• [Try it]
Each line of the listing that contains the word "stderr" is to be copied.
##### Entries shown #####
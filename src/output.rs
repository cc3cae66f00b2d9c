//! Global output configuration.
//!
//! Definitions go to stdout so they can be piped. Spinners, hints and
//! status lines go to stderr and are silenced by `--quiet`. Colors are off
//! with `--no-color` or when `NO_COLOR` is set.

use std::sync::OnceLock;

static OUTPUT_CONFIG: OnceLock<OutputConfig> = OnceLock::new();

#[derive(Debug, Clone)]
pub struct OutputConfig {
    pub quiet: bool,
    pub no_color: bool,
}

impl Default for OutputConfig {
    fn default() -> Self {
        Self {
            quiet: false,
            no_color: std::env::var_os("NO_COLOR").is_some(),
        }
    }
}

impl OutputConfig {
    /// Builds the configuration from CLI flags; `NO_COLOR` still applies.
    pub fn from_flags(quiet: bool, no_color: bool) -> Self {
        let defaults = Self::default();
        Self {
            quiet,
            no_color: no_color || defaults.no_color,
        }
    }
}

/// Sets the global configuration. Later calls are ignored.
pub fn init(config: OutputConfig) {
    let _ = OUTPUT_CONFIG.set(config);
}

pub fn config() -> &'static OutputConfig {
    OUTPUT_CONFIG.get_or_init(OutputConfig::default)
}

pub fn is_quiet() -> bool {
    config().quiet
}

pub fn is_no_color() -> bool {
    config().no_color
}

/// Prints a status line to stderr unless quiet mode is on.
#[macro_export]
macro_rules! status {
    ($($arg:tt)*) => {
        if !$crate::output::is_quiet() {
            eprintln!($($arg)*);
        }
    };
}

#[cfg(test)]
mod tests {
    use super::*;

    #[test]
    fn test_flags_are_respected() {
        let config = OutputConfig::from_flags(true, true);
        assert!(config.quiet);
        assert!(config.no_color);
    }

    #[test]
    fn test_quiet_defaults_off() {
        assert!(!OutputConfig::default().quiet);
        assert!(!OutputConfig::from_flags(false, false).quiet);
    }
}
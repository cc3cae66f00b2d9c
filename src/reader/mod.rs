//! Interactive reader for looking up one topic after another.
//!
//! Provides a REPL-style interface with slash commands for changing the
//! language, provider, category and context between lookups.

/// Slash command parsing and autocomplete.
pub mod command;
mod session;
mod ui;

pub use session::{ReaderSession, SessionConfig};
#####
• [Exercise output]
//! status lines go to stderr and are silenced by `--quiet`. Colors are off
/// Prints a status line to stderr unless quiet mode is on.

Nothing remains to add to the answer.